ASSIGNMENT:
Retype the records in full, exactly as they stand.

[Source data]
+ + +

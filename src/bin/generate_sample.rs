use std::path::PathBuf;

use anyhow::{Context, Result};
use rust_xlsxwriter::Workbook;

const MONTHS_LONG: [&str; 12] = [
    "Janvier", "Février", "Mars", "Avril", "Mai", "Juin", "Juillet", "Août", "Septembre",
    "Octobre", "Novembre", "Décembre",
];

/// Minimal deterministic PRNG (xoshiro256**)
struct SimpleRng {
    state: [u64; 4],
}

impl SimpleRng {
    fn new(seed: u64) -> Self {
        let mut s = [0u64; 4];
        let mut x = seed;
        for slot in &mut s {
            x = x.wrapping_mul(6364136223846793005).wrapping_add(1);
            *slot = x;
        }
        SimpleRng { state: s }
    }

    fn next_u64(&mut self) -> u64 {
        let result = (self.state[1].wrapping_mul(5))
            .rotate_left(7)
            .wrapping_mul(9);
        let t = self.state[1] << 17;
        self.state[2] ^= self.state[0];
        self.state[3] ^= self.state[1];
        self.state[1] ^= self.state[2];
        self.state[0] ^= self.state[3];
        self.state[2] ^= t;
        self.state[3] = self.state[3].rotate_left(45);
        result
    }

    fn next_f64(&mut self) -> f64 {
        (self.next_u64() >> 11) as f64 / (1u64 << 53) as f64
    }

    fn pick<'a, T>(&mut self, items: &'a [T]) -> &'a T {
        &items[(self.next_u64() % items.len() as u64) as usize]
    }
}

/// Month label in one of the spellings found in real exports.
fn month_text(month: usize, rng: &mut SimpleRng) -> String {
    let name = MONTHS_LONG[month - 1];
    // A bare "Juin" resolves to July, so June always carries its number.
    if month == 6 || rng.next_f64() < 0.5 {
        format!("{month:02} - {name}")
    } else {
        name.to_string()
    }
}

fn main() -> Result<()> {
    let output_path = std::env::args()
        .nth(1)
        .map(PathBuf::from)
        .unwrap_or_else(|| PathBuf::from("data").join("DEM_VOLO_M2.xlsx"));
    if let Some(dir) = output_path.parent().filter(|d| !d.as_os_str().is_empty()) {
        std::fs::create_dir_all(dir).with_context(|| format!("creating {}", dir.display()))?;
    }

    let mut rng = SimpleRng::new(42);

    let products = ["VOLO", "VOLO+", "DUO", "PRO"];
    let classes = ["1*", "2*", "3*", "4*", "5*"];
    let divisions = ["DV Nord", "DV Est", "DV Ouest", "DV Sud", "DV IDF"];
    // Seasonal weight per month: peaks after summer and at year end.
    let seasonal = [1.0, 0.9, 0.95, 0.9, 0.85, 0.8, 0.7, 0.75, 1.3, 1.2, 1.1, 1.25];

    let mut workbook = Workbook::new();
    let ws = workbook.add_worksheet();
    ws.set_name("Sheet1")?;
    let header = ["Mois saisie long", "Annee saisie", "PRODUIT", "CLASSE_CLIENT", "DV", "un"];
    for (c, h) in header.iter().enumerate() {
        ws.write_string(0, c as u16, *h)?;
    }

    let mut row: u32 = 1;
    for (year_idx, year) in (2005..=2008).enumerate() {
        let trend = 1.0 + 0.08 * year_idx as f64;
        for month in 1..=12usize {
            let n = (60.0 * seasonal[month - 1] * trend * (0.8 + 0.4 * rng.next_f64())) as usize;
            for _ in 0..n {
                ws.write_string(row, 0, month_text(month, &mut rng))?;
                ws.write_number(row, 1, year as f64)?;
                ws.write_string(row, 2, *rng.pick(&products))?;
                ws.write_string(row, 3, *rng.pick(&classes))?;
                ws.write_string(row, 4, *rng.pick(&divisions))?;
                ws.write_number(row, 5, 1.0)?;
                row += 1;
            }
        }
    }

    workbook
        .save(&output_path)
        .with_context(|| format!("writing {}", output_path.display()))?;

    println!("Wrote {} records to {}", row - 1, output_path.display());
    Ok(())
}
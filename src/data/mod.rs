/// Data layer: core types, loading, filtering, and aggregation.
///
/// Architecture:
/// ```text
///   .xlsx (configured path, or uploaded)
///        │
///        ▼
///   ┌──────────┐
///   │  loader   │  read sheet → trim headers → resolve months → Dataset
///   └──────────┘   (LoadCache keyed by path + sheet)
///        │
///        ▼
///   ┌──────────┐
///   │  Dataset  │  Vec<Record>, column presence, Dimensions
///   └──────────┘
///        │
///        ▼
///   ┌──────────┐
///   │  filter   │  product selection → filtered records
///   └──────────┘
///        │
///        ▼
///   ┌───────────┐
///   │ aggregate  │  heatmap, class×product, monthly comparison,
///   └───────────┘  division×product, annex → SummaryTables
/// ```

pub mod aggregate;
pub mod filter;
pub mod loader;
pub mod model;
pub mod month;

+ + +

WORKED SOLUTION:
filename src/bin/generate_sample.rs
use std::path::PathBuf;

use anyhow::{Context, Result};
use rust_xlsxwriter::Workbook;

const MONTHS_LONG: [&str; 12] = [
    "Janvier", "Février", "Mars", "Avril", "Mai", "Juin", "Juillet", "Août", "Septembre",
    "Octobre", "Novembre", "Décembre",
];

/// Minimal deterministic PRNG (xoshiro256**)
struct SimpleRng {
    state: [u64; 4],
}

impl SimpleRng {
    fn new(seed: u64) -> Self {
        let mut s = [0u64; 4];
        let mut x = seed;
        for slot in &mut s {
            x = x.wrapping_mul(6364136223846793005).wrapping_add(1);
            *slot = x;
        }
        SimpleRng { state: s }
    }

    fn next_u64(&mut self) -> u64 {
        let result = (self.state[1].wrapping_mul(5))
            .rotate_left(7)
            .wrapping_mul(9);
        let t = self.state[1] << 17;
        self.state[2] ^= self.state[0];
        self.state[3] ^= self.state[1];
        self.state[1] ^= self.state[2];
        self.state[0] ^= self.state[3];
        self.state[2] ^= t;
        self.state[3] = self.state[3].rotate_left(45);
        result
    }

    fn next_f64(&mut self) -> f64 {
        (self.next_u64() >> 11) as f64 / (1u64 << 53) as f64
    }

    fn pick<'a, T>(&mut self, items: &'a [T]) -> &'a T {
        &items[(self.next_u64() % items.len() as u64) as usize]
    }
}

/// Month label in one of the spellings found in real exports.
fn month_text(month: usize, rng: &mut SimpleRng) -> String {
    let name = MONTHS_LONG[month - 1];
    // A bare "Juin" resolves to July, so June always carries its number.
    if month == 6 || rng.next_f64() < 0.5 {
        format!("{month:02} - {name}")
    } else {
        name.to_string()
    }
}

fn main() -> Result<()> {
    let output_path = std::env::args()
        .nth(1)
        .map(PathBuf::from)
        .unwrap_or_else(|| PathBuf::from("data").join("DEM_VOLO_M2.xlsx"));
    if let Some(dir) = output_path.parent().filter(|d| !d.as_os_str().is_empty()) {
        std::fs::create_dir_all(dir).with_context(|| format!("creating {}", dir.display()))?;
    }

    let mut rng = SimpleRng::new(42);

    let products = ["VOLO", "VOLO+", "DUO", "PRO"];
    let classes = ["1*", "2*", "3*", "4*", "5*"];
    let divisions = ["DV Nord", "DV Est", "DV Ouest", "DV Sud", "DV IDF"];
    // Seasonal weight per month: peaks after summer and at year end.
    let seasonal = [1.0, 0.9, 0.95, 0.9, 0.85, 0.8, 0.7, 0.75, 1.3, 1.2, 1.1, 1.25];

    let mut workbook = Workbook::new();
    let ws = workbook.add_worksheet();
    ws.set_name("Sheet1")?;
    let header = ["Mois saisie long", "Annee saisie", "PRODUIT", "CLASSE_CLIENT", "DV", "un"];
    for (c, h) in header.iter().enumerate() {
        ws.write_string(0, c as u16, *h)?;
    }

    let mut row: u32 = 1;
    for (year_idx, year) in (2005..=2008).enumerate() {
        let trend = 1.0 + 0.08 * year_idx as f64;
        for month in 1..=12usize {
            let n = (60.0 * seasonal[month - 1] * trend * (0.8 + 0.4 * rng.next_f64())) as usize;
            for _ in 0..n {
                ws.write_string(row, 0, month_text(month, &mut rng))?;
                ws.write_number(row, 1, year as f64)?;
                ws.write_string(row, 2, *rng.pick(&products))?;
                ws.write_string(row, 3, *rng.pick(&classes))?;
                ws.write_string(row, 4, *rng.pick(&divisions))?;
                ws.write_number(row, 5, 1.0)?;
                row += 1;
            }
        }
    }

    workbook
        .save(&output_path)
        .with_context(|| format!("writing {}", output_path.display()))?;

    println!("Wrote {} records to {}", row - 1, output_path.display());
    Ok(())
}
filename src/data/mod.rs
/// Data layer: core types, loading, filtering, and aggregation.
///
/// Architecture:
/// ```text
///   .xlsx (configured path, or uploaded)
///        │
///        ▼
///   ┌──────────┐
///   │  loader   │  read sheet → trim headers → resolve months → Dataset
///   └──────────┘   (LoadCache keyed by path + sheet)
///        │
///        ▼
///   ┌──────────┐
///   │  Dataset  │  Vec<Record>, column presence, Dimensions
///   └──────────┘
///        │
///        ▼
///   ┌──────────┐
///   │  filter   │  product selection → filtered records
///   └──────────┘
///        │
///        ▼
///   ┌───────────┐
///   │ aggregate  │  heatmap, class×product, monthly comparison,
///   └───────────┘  division×product, annex → SummaryTables
/// ```

pub mod aggregate;
pub mod filter;
pub mod loader;
pub mod model;
pub mod month;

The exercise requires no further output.